Иван Алексеевич писал неторопливо, стараясь ничего не пропустить из того, что, по его мнению, могло иметь интерес для Чибисова. Наконец он кончил, достал из кармана обрывок квитанции, подколол.

– Может, пригодится!

– Посмотрим! – неопределенно буркнул тот, пробегая глазами написанное.

Иван Алексеевич, что-то вспомнив, похлопал себя по карманам, вытащил кошелек. Извлек из него темный комочек и положил на бумагу перед Чибисовым.

– Это что такое?

– Пуля!

– Вижу, что пуля! Откуда?

– Нашел в голове Белолобого, когда чучело делал!

– А пулька-то интересная, из пистолета… Ты когда-нибудь слышал, чтобы на лосей с пистолетом охотились?

– Не приходилось.

– И я не слышал. Может, из автомата срезали зверя?

– Сомневаюсь. Автомат – штука заметная, кто-нибудь все равно углядит, соседу расскажет, а там и весь поселок узнает. Шило в мешке не утаишь.

– Пожалуй, ты прав.

Лицо Чибисова посуровело. Он хлопнул ладонью по столу и жестко произнес:

– Кончать надо с этим делом. Завтра, до рассвета, проводишь нас к землянке. Возьмем двух оперативников, да нас с тобой двое, уже четверо. Сделаем в землянке по всем правилам обыск и устроим засаду.

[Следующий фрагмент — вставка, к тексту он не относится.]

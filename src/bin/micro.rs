//! Command-line front end: assemble, run, disassemble and debug Micro programs.

use std::fs;
use std::io::{self, BufRead, Write};
use std::path::{Path, PathBuf};
use std::process::ExitCode;

use clap::{ArgAction, Parser, Subcommand};
use log::{info, LevelFilter};
use simplelog::{ColorChoice, Config, TermLogger, TerminalMode};
use thiserror::Error;

use libmicro::assembler::source_map::SourceMap;
use libmicro::disassembler::format_listing;
use libmicro::{
    assemble, assemble_file, disassemble, AssemblerError, Architecture, Debugger,
    DisassemblyOptions, Machine,
};

/// Assembler, emulator and debugger for the Micro4, Micro8 and Micro16 CPUs.
#[derive(Parser)]
#[command(version)]
struct Args {
    /// More log output (-v info, -vv debug, -vvv trace)
    #[arg(short, long, action = ArgAction::Count, global = true)]
    verbose: u8,

    #[command(subcommand)]
    command: Command,
}

#[derive(Subcommand)]
enum Command {
    /// Assemble a source file into a flat binary and/or Intel HEX
    Asm {
        arch: Architecture,
        /// Assembly source
        input: PathBuf,
        /// Binary output (defaults to the input with `.bin`)
        #[arg(short, long)]
        output: Option<PathBuf>,
        /// Also write Intel HEX to this path
        #[arg(long)]
        hex: Option<PathBuf>,
        /// Print the symbol table
        #[arg(long)]
        symbols: bool,
    },
    /// Load a program and run it until it halts
    Run {
        arch: Architecture,
        /// Binary image, or assembly source with `--asm`
        file: PathBuf,
        /// Treat the file as assembly source
        #[arg(long)]
        asm: bool,
        /// Load address for binaries (defaults to the architecture's origin)
        #[arg(long, value_parser = parse_number)]
        origin: Option<u32>,
        /// Cycle budget; 0 runs until the CPU stops
        #[arg(long, default_value_t = 0)]
        max_cycles: i64,
    },
    /// Disassemble a binary image
    Disasm {
        arch: Architecture,
        file: PathBuf,
        /// Address of the first byte (defaults to the architecture's origin)
        #[arg(long, value_parser = parse_number)]
        origin: Option<u32>,
    },
    /// Load a program into the interactive monitor
    Debug {
        arch: Architecture,
        /// Binary image, or assembly source with `--asm`
        file: PathBuf,
        #[arg(long)]
        asm: bool,
        #[arg(long, value_parser = parse_number)]
        origin: Option<u32>,
        /// Run these `;`-separated commands instead of reading stdin
        #[arg(short, long)]
        command: Option<String>,
    },
}

#[derive(Debug, Error)]
enum CliError {
    #[error(transparent)]
    Assembler(#[from] AssemblerError),

    #[error("Cannot read {}: {source}", .path.display())]
    Read { path: PathBuf, source: io::Error },

    #[error("Program does not fit in memory ({0} bytes dropped)")]
    Truncated(usize),

    #[error("CPU error: {0}")]
    Execution(String),
}

/// Accepts `0x1F`, `$1F`, `1Fh` or decimal.
fn parse_number(text: &str) -> Result<u32, String> {
    let t = text.trim();
    let parsed = if let Some(hex) = t.strip_prefix("0x").or_else(|| t.strip_prefix("0X")) {
        u32::from_str_radix(hex, 16)
    } else if let Some(hex) = t.strip_prefix('$') {
        u32::from_str_radix(hex, 16)
    } else if let Some(hex) = t.strip_suffix('h').or_else(|| t.strip_suffix('H')) {
        u32::from_str_radix(hex, 16)
    } else {
        t.parse()
    };
    parsed.map_err(|_| format!("invalid number: {}", text))
}

fn main() -> ExitCode {
    let args = Args::parse();

    let level = match args.verbose {
        0 => LevelFilter::Warn,
        1 => LevelFilter::Info,
        2 => LevelFilter::Debug,
        _ => LevelFilter::Trace,
    };
    let _ = TermLogger::init(
        level,
        Config::default(),
        TerminalMode::Stderr,
        ColorChoice::Auto,
    );

    match execute(args.command) {
        Ok(()) => ExitCode::SUCCESS,
        Err(e) => {
            eprintln!("error: {}", e);
            ExitCode::FAILURE
        }
    }
}

fn execute(command: Command) -> Result<(), CliError> {
    match command {
        Command::Asm {
            arch,
            input,
            output,
            hex,
            symbols,
        } => {
            let out = assemble_file(arch, &input)?;
            let bin = output.unwrap_or_else(|| input.with_extension("bin"));
            out.write_binary(&bin)?;
            if let Some(hex) = hex {
                out.write_hex(&hex)?;
            }

            let stats = out.stats();
            println!(
                "Assembled {} lines, {} bytes at 0x{:X} -> {}",
                stats.lines_processed,
                stats.bytes_generated,
                out.origin(),
                bin.display()
            );
            if symbols {
                print!("{}", out.symbol_dump());
            }
            Ok(())
        }
        Command::Run {
            arch,
            file,
            asm,
            origin,
            max_cycles,
        } => {
            let (mut cpu, _) = load(arch, &file, asm, origin)?;
            let cycles = cpu.run(max_cycles);
            info!("ran {} cycles", cycles);

            println!("{}", cpu.register_dump());
            println!(
                "Cycles: {}  Instructions: {}  State: {:?}",
                cpu.cycles(),
                cpu.instructions(),
                cpu.state()
            );
            match cpu.error_message() {
                Some(msg) => Err(CliError::Execution(msg)),
                None => Ok(()),
            }
        }
        Command::Disasm { arch, file, origin } => {
            let bytes = read(&file)?;
            let options = DisassemblyOptions {
                start_address: origin.unwrap_or(arch.default_origin()),
                hex_dump: true,
                show_offsets: true,
            };
            print!("{}", format_listing(&disassemble(arch, &bytes, options), &options));
            Ok(())
        }
        Command::Debug {
            arch,
            file,
            asm,
            origin,
            command,
        } => {
            let (cpu, source) = load(arch, &file, asm, origin)?;
            let mut debugger = Debugger::new(cpu);
            if let Some((map, text)) = source {
                debugger.set_source(map, &text);
            }
            monitor(&mut debugger, command);
            Ok(())
        }
    }
}

fn read(path: &Path) -> Result<Vec<u8>, CliError> {
    fs::read(path).map_err(|source| CliError::Read {
        path: path.to_path_buf(),
        source,
    })
}

/// Builds a CPU with the program loaded, plus the source map when assembling.
fn load(
    arch: Architecture,
    file: &Path,
    asm: bool,
    origin: Option<u32>,
) -> Result<(Box<dyn Machine>, Option<(SourceMap, String)>), CliError> {
    let mut cpu = arch.new_machine();

    let source = if asm {
        let text = fs::read_to_string(file).map_err(|source| CliError::Read {
            path: file.to_path_buf(),
            source,
        })?;
        let out = assemble(arch, &text)?;
        let dropped = cpu.load_program(out.bytes(), out.origin());
        if dropped > 0 {
            return Err(CliError::Truncated(dropped));
        }
        Some((out.source_map().clone(), text))
    } else {
        let bytes = read(file)?;
        let start = origin.unwrap_or(arch.default_origin());
        let dropped = cpu.load_program(&bytes, start);
        if dropped > 0 {
            return Err(CliError::Truncated(dropped));
        }
        None
    };

    Ok((cpu, source))
}

fn monitor(debugger: &mut Debugger<Box<dyn Machine>>, script: Option<String>) {
    println!("{}", debugger.current_instruction());

    if let Some(script) = script {
        for line in script.split(';') {
            respond(debugger, line);
            if !debugger.is_running() {
                break;
            }
        }
        return;
    }

    let stdin = io::stdin();
    let mut lines = stdin.lock().lines();
    while debugger.is_running() {
        print!("> ");
        let _ = io::stdout().flush();
        match lines.next() {
            Some(Ok(line)) => respond(debugger, &line),
            _ => break,
        }
    }
}

fn respond(debugger: &mut Debugger<Box<dyn Machine>>, line: &str) {
    match debugger.execute(line) {
        Ok(text) if text.is_empty() => {}
        Ok(text) => println!("{}", text),
        Err(e) => println!("{}", e),
    }
}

– Мало двух оперативников.

– Ребята смелые. Ваську Косого повязали так, что тот и маузер вытащить не успел. В общем, договорились. В четыре часа за тобой заедем…

Всю дорогу Чибисов удивлялся, как в полумраке, да еще в предутренней дымке, окутавшей землю, Иван Алексеевич отыскивает путь. «Семафоры, что ли, у него в лесу натыканы?» – думал он, покачиваясь в седле. Кругом была тишина, какая наступает перед рассветом. И в этой тишине по-особенному гулко и грозно раздавался топот конских копыт. Растянувшись цепочкой, всадники ехали молча, настороженно вглядываясь в неприветливый в этот час лес. Даже Иван Алексеевич, который всегда видел в нем друга, чувствовал таившуюся в нем опасность.

Уже совсем посветлело, и розовая заря окрасила небо, когда они добрались до своротки, откуда начиналась тропа к землянке. До нее оставалось метров двести, когда они уловили легкий запах дыма. «Печь топят», – решил Чибисов и шепотом приказал спешиться, привязать коней, рассыпаться цепью и окружить землянку.

– Оружие применять только в крайнем случае! – приказал он.

Бесшумно рассредоточившись, они взяли в кольцо землянку и пошли, растворяясь в лесном полумраке, как тени. Сжимая в руке наган, Иван Алексеевич шел, как когда-то ходил под Ельней и Будапештом.

Но увиденное превзошло все ожидания. Землянка исчезла! Вместо нее тлела куча пепла и головешек, над которыми еще вились тонкие струйки дыма.

– Опередили! – задохнулся от злости Чибисов.